***** Material to process *****

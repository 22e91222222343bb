use serde::{Deserialize, Serialize};
use uuid::Uuid;
use validator::Validate;

use crate::schemas::exam::Question;
use crate::schemas::submission::SubmissionResult;
use crate::session::answers::AnswerMap;
use crate::session::clock::TimeUrgency;
use crate::session::controller::{LoadMode, SessionPhase};

#[derive(Debug, Deserialize, Validate)]
pub(crate) struct StartSessionRequest {
    #[serde(alias = "examId")]
    #[validate(length(min = 1, message = "exam_id must not be empty"))]
    pub(crate) exam_id: String,
    #[serde(alias = "studentId")]
    #[validate(length(min = 1, message = "student_id must not be empty"))]
    pub(crate) student_id: String,
}

#[derive(Debug, Deserialize)]
pub(crate) struct RecordAnswerRequest {
    #[serde(default)]
    pub(crate) text: String,
}

#[derive(Debug, Deserialize)]
pub(crate) struct NavigateRequest {
    pub(crate) index: i64,
}

/// Read-only view of a session. Progress figures are derived on every call.
#[derive(Debug, Clone, Serialize)]
pub(crate) struct SessionSnapshot {
    pub(crate) session_id: Uuid,
    pub(crate) exam_id: String,
    pub(crate) student_id: String,
    pub(crate) phase: SessionPhase,
    pub(crate) load_mode: Option<LoadMode>,
    pub(crate) title: Option<String>,
    pub(crate) remaining_seconds: u64,
    pub(crate) remaining_display: String,
    pub(crate) urgency: TimeUrgency,
    pub(crate) current_index: usize,
    pub(crate) current_question: Option<Question>,
    pub(crate) question_count: usize,
    pub(crate) total_marks: u64,
    pub(crate) answered_count: usize,
    pub(crate) unanswered_count: usize,
    pub(crate) progress_percent: f64,
    pub(crate) submission_in_flight: bool,
    pub(crate) answers: AnswerMap,
    pub(crate) result: Option<SubmissionResult>,
    pub(crate) last_error: Option<String>,
}
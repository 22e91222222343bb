use std::sync::atomic::{AtomicUsize, Ordering};
use std::sync::{Arc, Mutex, OnceLock};

use async_trait::async_trait;
use axum::{
    body::{to_bytes, Body},
    http::{header, Method, Request},
    Router,
};
use serde_json::json;
use tokio::sync::{Mutex as AsyncMutex, Notify, OwnedMutexGuard};

use crate::api;
use crate::core::{config::Settings, state::AppState};
use crate::schemas::exam::{ExamDefinition, ExamSummary};
use crate::schemas::submission::{GradingResponse, SubmissionRequest};
use crate::services::exam_backend::{ExamSource, GradingService};
use crate::session::error::{FetchFailure, SubmitFailure};

const TEST_BACKEND_URL: &str = "http://127.0.0.1:9";

pub(crate) struct TestContext {
    pub(crate) state: AppState,
    pub(crate) app: Router,
    pub(crate) exams: Arc<FakeExamSource>,
    pub(crate) grading: Arc<FakeGradingService>,
    _guard: OwnedMutexGuard<()>,
}

pub(crate) async fn env_lock() -> OwnedMutexGuard<()> {
    static LOCK: OnceLock<Arc<AsyncMutex<()>>> = OnceLock::new();
    let lock = LOCK.get_or_init(|| Arc::new(AsyncMutex::new(()))).clone();
    lock.lock_owned().await
}

pub(crate) fn set_test_env() {
    std::env::set_var("EXAMINO_ENV", "test");
    std::env::set_var("EXAMINO_STRICT_CONFIG", "0");
    std::env::set_var("EXAM_BACKEND_URL", TEST_BACKEND_URL);
    std::env::set_var("PROMETHEUS_ENABLED", "0");
    std::env::remove_var("MAX_ACTIVE_SESSIONS");
    std::env::remove_var("COMPLETED_SESSION_RETENTION_SECONDS");
    std::env::remove_var("EXPIRED_SESSION_GRACE_SECONDS");
    std::env::remove_var("SESSION_SWEEP_INTERVAL_SECONDS");
    std::env::remove_var("DEFAULT_GRADING_SCALE");
    std::env::remove_var("API_V1_STR");
}

pub(crate) async fn setup_test_context() -> TestContext {
    setup_test_context_with(FakeExamSource::with_exam(sample_exam("exam1", 30)), FakeGradingService::scoring(85.0))
        .await
}

pub(crate) async fn setup_test_context_with(
    exams: FakeExamSource,
    grading: FakeGradingService,
) -> TestContext {
    let guard = env_lock().await;
    set_test_env();

    let settings = Settings::load().expect("settings");
    let exams = Arc::new(exams);
    let grading = Arc::new(grading);
    let state = AppState::new(settings, exams.clone(), grading.clone());
    let app = api::router::router(state.clone());

    TestContext { state, app, exams, grading, _guard: guard }
}

pub(crate) fn sample_exam(exam_id: &str, duration_minutes: u32) -> ExamDefinition {
    serde_json::from_value(json!({
        "examId": exam_id,
        "title": "Mathematics",
        "duration": duration_minutes,
        "questions": [
            {"questionId": "q1", "questionText": "What is 2 + 2?", "type": "MCQ", "marks": 5},
            {"questionId": "q2", "questionText": "Name a prime number.", "type": "MCQ", "marks": 5},
            {"questionId": "q3", "questionText": "Explain induction.", "type": "TEXT", "marks": 10}
        ]
    }))
    .expect("sample exam")
}

/// Exam source backed by memory. `None` makes every fetch fail.
pub(crate) struct FakeExamSource {
    exam: Option<ExamDefinition>,
    summaries: Option<Vec<ExamSummary>>,
    fetches: AtomicUsize,
}

impl FakeExamSource {
    pub(crate) fn with_exam(exam: ExamDefinition) -> Self {
        Self { exam: Some(exam), summaries: Some(Vec::new()), fetches: AtomicUsize::new(0) }
    }

    pub(crate) fn failing() -> Self {
        Self { exam: None, summaries: None, fetches: AtomicUsize::new(0) }
    }

    pub(crate) fn with_summaries(mut self, summaries: Vec<ExamSummary>) -> Self {
        self.summaries = Some(summaries);
        self
    }

    pub(crate) fn fetches(&self) -> usize {
        self.fetches.load(Ordering::SeqCst)
    }
}

#[async_trait]
impl ExamSource for FakeExamSource {
    async fn fetch_exam(&self, exam_id: &str) -> Result<ExamDefinition, FetchFailure> {
        self.fetches.fetch_add(1, Ordering::SeqCst);
        match &self.exam {
            Some(exam) => {
                let mut exam = exam.clone();
                exam.id = exam_id.to_string();
                Ok(exam)
            }
            None => Err(FetchFailure::Transport("connection refused".to_string())),
        }
    }

    async fn list_exams(&self) -> Result<Vec<ExamSummary>, FetchFailure> {
        self.summaries.clone().ok_or(FetchFailure::Status(503))
    }
}

/// Grading service that records every request. Can be told to fail the
/// next calls or to hold responses until released.
pub(crate) struct FakeGradingService {
    score: f64,
    failures_left: AtomicUsize,
    hold: Option<Arc<Notify>>,
    calls: AtomicUsize,
    requests: Mutex<Vec<SubmissionRequest>>,
}

impl FakeGradingService {
    pub(crate) fn scoring(score: f64) -> Self {
        Self {
            score,
            failures_left: AtomicUsize::new(0),
            hold: None,
            calls: AtomicUsize::new(0),
            requests: Mutex::new(Vec::new()),
        }
    }

    pub(crate) fn failing_times(self, count: usize) -> Self {
        self.failures_left.store(count, Ordering::SeqCst);
        self
    }

    /// Responses wait until `release.notify_one()` is called.
    pub(crate) fn held_by(mut self, release: Arc<Notify>) -> Self {
        self.hold = Some(release);
        self
    }

    pub(crate) fn calls(&self) -> usize {
        self.calls.load(Ordering::SeqCst)
    }

    pub(crate) fn last_request(&self) -> Option<SubmissionRequest> {
        self.requests.lock().expect("requests lock").last().cloned()
    }
}

#[async_trait]
impl GradingService for FakeGradingService {
    async fn submit_exam(&self, request: &SubmissionRequest) -> Result<GradingResponse, SubmitFailure> {
        self.calls.fetch_add(1, Ordering::SeqCst);
        self.requests.lock().expect("requests lock").push(request.clone());

        if let Some(release) = &self.hold {
            release.notified().await;
        }

        let failing = self
            .failures_left
            .fetch_update(Ordering::SeqCst, Ordering::SeqCst, |left| left.checked_sub(1))
            .is_ok();
        if failing {
            return Err(SubmitFailure::Status(503));
        }

        Ok(GradingResponse { score: self.score, feedback: "Well done".to_string() })
    }
}

pub(crate) fn json_request(method: Method, uri: &str, body: Option<serde_json::Value>) -> Request<Body> {
    let builder = Request::builder().method(method).uri(uri);

    if let Some(body) = body {
        let bytes = serde_json::to_vec(&body).expect("serialize body");
        builder
            .header(header::CONTENT_TYPE, "application/json")
            .body(Body::from(bytes))
            .expect("request body")
    } else {
        builder.body(Body::empty()).expect("request body")
    }
}

pub(crate) async fn read_json(response: axum::response::Response<Body>) -> serde_json::Value {
    let body = to_bytes(response.into_body(), usize::MAX).await.expect("response body");
    serde_json::from_slice(&body).unwrap_or_else(|err| {
        let body_text = String::from_utf8_lossy(&body);
        panic!("json parse: {err}; body: {body_text}");
    })
}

*****

## Your instructions
Find the word "OnceLock" in the entries above and gather every line that holds it.

## Written answer
use std::sync::{Arc, Mutex, OnceLock};
    static LOCK: OnceLock<Arc<AsyncMutex<()>>> = OnceLock::new();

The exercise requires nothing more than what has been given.